The majority of the area's toponyms are either in English or anglicised, and have been given by both British and American explorers - e.g. Bird Island, Grass Island, Echo Pass, Gold Harbour and many others.

Latin
Latin is used in the motto of the islands - "Leo Terram Propriam Protegat" meaning "May the Lion protect his own land". It also appears on the church at Grytviken.

Historic
Several languages have been used historically in South Georgia.

Norwegian
 

Norwegian was used in South Georgia mainly by the numerous whalers.

Norwegian's main legacy is in a sizeable number of placenames, including Hestesletten ("Horse's Plain"), Skrap Skerries ("skrapskjaer" or "skrapskjar"), Trollhul and Elsehul. A couple of whaling stations had Norwegian names- Husvik (house bay) and Godthul (good hollow).

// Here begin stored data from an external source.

use std::collections::HashSet;

/// Temporarily excluded candidates
///
/// Advisory and self-healing: the whole set is dropped once the reset window
/// has elapsed since the last reset, or when the caller finds every candidate
/// excluded. A server is never excluded permanently.
#[derive(Debug, Clone)]
pub struct QuarantineSet {
    members: HashSet<String>,
    last_reset_at: i64,
    reset_window_ms: i64,
}

impl QuarantineSet {
    pub fn new(now_ms: i64, reset_window_ms: i64) -> Self {
        Self {
            members: HashSet::new(),
            last_reset_at: now_ms,
            reset_window_ms,
        }
    }

    /// Returns true if the server was not already quarantined
    pub fn insert(&mut self, base_url: &str) -> bool {
        self.members.insert(base_url.to_string())
    }

    pub fn contains(&self, base_url: &str) -> bool {
        self.members.contains(base_url)
    }

    pub fn len(&self) -> usize {
        self.members.len()
    }

    pub fn is_empty(&self) -> bool {
        self.members.is_empty()
    }

    pub fn last_reset_at(&self) -> i64 {
        self.last_reset_at
    }

    /// Clear everything and restart the window; returns how many were cleared
    pub fn clear(&mut self, now_ms: i64) -> usize {
        let cleared = self.members.len();
        self.members.clear();
        self.last_reset_at = now_ms;
        cleared
    }

    /// Time-based recovery; `Some(cleared)` when the window had elapsed
    pub fn reset_if_expired(&mut self, now_ms: i64) -> Option<usize> {
        if now_ms - self.last_reset_at > self.reset_window_ms {
            Some(self.clear(now_ms))
        } else {
            None
        }
    }

    /// Candidates not currently quarantined, in candidate order
    pub fn pool(&self, candidates: &[String]) -> Vec<String> {
        candidates
            .iter()
            .filter(|c| !self.members.contains(c.as_str()))
            .cloned()
            .collect()
    }

    /// Quarantined candidates, in candidate order
    pub fn members_in_order(&self, candidates: &[String]) -> Vec<String> {
        candidates
            .iter()
            .filter(|c| self.members.contains(c.as_str()))
            .cloned()
            .collect()
    }
}
//! Server Health Probing
//!
//! - Bounded-timeout GET against `/api/health`, with `/health` as a 404 fallback
//! - Healthy iff 2xx within the timeout; the body is advisory
//! - Two timeout tiers chosen by the caller (sticky re-validation vs cold scan)

pub mod parsing;
pub mod probe;
pub mod url;

pub use parsing::{parse_health_body, HealthDetails};
pub use probe::{HealthProbe, HealthProbeOptions, ProbeOutcome};
pub use url::{build_endpoint_url, normalize_base_url, server_identifier, validate_base_url};
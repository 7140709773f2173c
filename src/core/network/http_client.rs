//! HTTP Client Abstraction
//!
//! One request/response shape for every outgoing call the client makes:
//! health probes, key fetches, admin stats and the vision API. The trait
//! exists for dependency injection; tests swap in URL-keyed mocks.

use crate::core::network::types::ClientError;
use std::collections::HashMap;
use std::time::Duration;

#[cfg(feature = "http-client")]
use isahc::config::{Configurable, RedirectPolicy};
#[cfg(feature = "http-client")]
use isahc::{AsyncReadResponseExt, HttpClient, Request};
#[cfg(feature = "http-client")]
use std::time::Instant;

pub const USER_AGENT: &str = concat!("kimaaka/", env!("CARGO_PKG_VERSION"));

#[derive(Debug, Clone, Copy, PartialEq, Eq)]
pub enum HttpMethod {
    Get,
    Post,
}

impl HttpMethod {
    pub fn as_str(&self) -> &'static str {
        match self {
            HttpMethod::Get => "GET",
            HttpMethod::Post => "POST",
        }
    }
}

/// Outgoing request with its own time bound
#[derive(Debug, Clone)]
pub struct HttpRequest {
    pub method: HttpMethod,
    pub url: String,
    pub headers: HashMap<String, String>,
    pub body: Vec<u8>,
    /// Per-request timeout; the only cancellation primitive available
    pub timeout_ms: u32,
}

impl HttpRequest {
    pub fn get(url: impl Into<String>, timeout_ms: u32) -> Self {
        let mut headers = HashMap::new();
        headers.insert("Accept".to_string(), "application/json".to_string());
        Self {
            method: HttpMethod::Get,
            url: url.into(),
            headers,
            body: Vec::new(),
            timeout_ms,
        }
    }

    pub fn post_json(
        url: impl Into<String>,
        payload: &serde_json::Value,
        timeout_ms: u32,
    ) -> Result<Self, ClientError> {
        let body = serde_json::to_vec(payload)
            .map_err(|e| ClientError::Http(format!("Payload serialization failed: {}", e)))?;
        let mut headers = HashMap::new();
        headers.insert("Content-Type".to_string(), "application/json".to_string());
        headers.insert("Accept".to_string(), "application/json".to_string());
        Ok(Self {
            method: HttpMethod::Post,
            url: url.into(),
            headers,
            body,
            timeout_ms,
        })
    }

    pub fn with_header(mut self, name: &str, value: &str) -> Self {
        self.headers.insert(name.to_string(), value.to_string());
        self
    }

    pub fn with_bearer(self, token: &str) -> Self {
        self.with_header("Authorization", &format!("Bearer {}", token))
    }
}

/// Complete response data; headers are lower-cased
#[derive(Debug, Clone)]
pub struct HttpResponse {
    pub status_code: u16,
    pub body: Vec<u8>,
    pub duration: Duration,
    pub headers: HashMap<String, String>,
}

impl HttpResponse {
    pub fn is_success(&self) -> bool {
        (200..300).contains(&self.status_code)
    }

    /// Parse the body as JSON; empty bodies become `Value::Null`
    pub fn json(&self) -> Result<serde_json::Value, String> {
        if self.body.iter().all(|b| b.is_ascii_whitespace()) {
            return Ok(serde_json::Value::Null);
        }
        serde_json::from_slice(&self.body).map_err(|e| format!("Invalid JSON body: {}", e))
    }

    pub fn text(&self) -> String {
        String::from_utf8_lossy(&self.body).into_owned()
    }
}

/// HTTP client abstraction for dependency injection and testing
#[async_trait::async_trait]
pub trait HttpClientTrait: Send + Sync {
    /// Execute the request, bounded by `request.timeout_ms`
    ///
    /// # Returns
    /// * `Ok(HttpResponse)` - Any HTTP status, including non-2xx
    /// * `Err(String)` - Network error, timeout, or request construction failure
    async fn execute(&self, request: HttpRequest) -> Result<HttpResponse, String>;
}

/// Production HTTP client implementation using isahc
#[cfg(feature = "http-client")]
pub struct IsahcHttpClient {
    client: HttpClient,
}

#[cfg(feature = "http-client")]
#[async_trait::async_trait]
impl HttpClientTrait for IsahcHttpClient {
    async fn execute(&self, request: HttpRequest) -> Result<HttpResponse, String> {
        let start = Instant::now();

        let mut builder = Request::builder()
            .method(request.method.as_str())
            .uri(&request.url)
            .timeout(Duration::from_millis(request.timeout_ms as u64))
            .header("User-Agent", USER_AGENT);

        for (key, value) in &request.headers {
            builder = builder.header(key.as_str(), value.as_str());
        }

        let http_request = builder
            .body(request.body)
            .map_err(|e| format!("Request creation failed: {}", e))?;

        let mut response = self
            .client
            .send_async(http_request)
            .await
            .map_err(|e| format!("Request failed: {}", e))?;

        let status_code = response.status().as_u16();

        let mut headers = HashMap::new();
        for (key, value) in response.headers() {
            if let Ok(value_str) = value.to_str() {
                headers.insert(key.to_string().to_lowercase(), value_str.to_string());
            }
        }

        let body = response
            .bytes()
            .await
            .map_err(|e| format!("Failed to read response body: {}", e))?
            .to_vec();

        Ok(HttpResponse {
            status_code,
            body,
            duration: start.elapsed(),
            headers,
        })
    }
}

#[cfg(feature = "http-client")]
impl IsahcHttpClient {
    pub fn new() -> Result<Self, ClientError> {
        let client = HttpClient::builder()
            .redirect_policy(RedirectPolicy::Limit(3))
            .build()
            .map_err(|e| ClientError::Http(format!("Failed to create HTTP client: {}", e)))?;
        Ok(Self { client })
    }
}

/// Transport used when the `http-client` feature is disabled
///
/// Every request fails as a transport error, which the failover core treats
/// like an unreachable server.
#[derive(Default)]
pub struct OfflineHttpClient;

#[async_trait::async_trait]
impl HttpClientTrait for OfflineHttpClient {
    async fn execute(&self, request: HttpRequest) -> Result<HttpResponse, String> {
        Err(format!(
            "HTTP support disabled at build time ({} {})",
            request.method.as_str(),
            request.url
        ))
    }
}

/// Build the default transport for this build configuration
pub fn default_http_client() -> Result<std::sync::Arc<dyn HttpClientTrait>, ClientError> {
    #[cfg(feature = "http-client")]
    let client: std::sync::Arc<dyn HttpClientTrait> = std::sync::Arc::new(IsahcHttpClient::new()?);
    #[cfg(not(feature = "http-client"))]
    let client: std::sync::Arc<dyn HttpClientTrait> = std::sync::Arc::new(OfflineHttpClient);
    Ok(client)
}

The first person to be born in South Georgia (and south of the Antarctic Convergence), Solveig Gunbjørg Jacobsen would have been a Norwegian speaker. The settlement Grytviken (which is a Swedish name) was founded by Carl Anton Larsen, another Norwegian speaker.

Russian
Russian was used by some explorers, such as Bellinghausen, and is retained in placenames such as Visokoi Island (высокий meaning "high"), Zavodovski and Kupriyanov Islands (Mys Kupriyanov) and Annenkov Island.

Spanish

The role of Spanish is more controversial, particularly as Argentina still contests the British claim to the islands, and considers them part of the Tierra del Fuego province.

The Compañía Argentina de Pesca operated in Grytviken until about 1960.

The Argentine naval station Corbeta Uruguay was clandestinely built on Thule Island, South Sandwich Islands on 7 November 1976, in the wake of many protests. At an early stage of the Falklands War, 32 special forces troops from Corbeta Uruguay were brought by the Argentine Navy ship Bahía Paraíso to South Georgia and landed at Leith Harbour on March 25, 1982. During this period, Argentina would have used Spanish "officially". However, Argentine control was not complete, and the Argentines in South Georgia surrendered to the British on April 25, 1982.

Spanish does not feature much in the official toponymy of the islands, other than the names of scientific bases, and Carlita Bay; however, a number of placenames have Spanish equivalents, e.g. Vindication Island is "Isla Vindicación".

Swedish language
Swedish is closely related to, and largely mutually intelligible with, Norwegian.

Placenames of Swedish origin include Grytviken (meaning "Pot Bay") and Maiviken (Norwegian spelling of the original Swedish name Majviken meaning "May Bay").

Others
Numerous other languages would have been used by explorers, whalers, sealers etc. in the vicinity, these would include Lowland Scots (along with some Scottish placenames), and German (retained in placenames such as Bertrab Glacier and Brocken).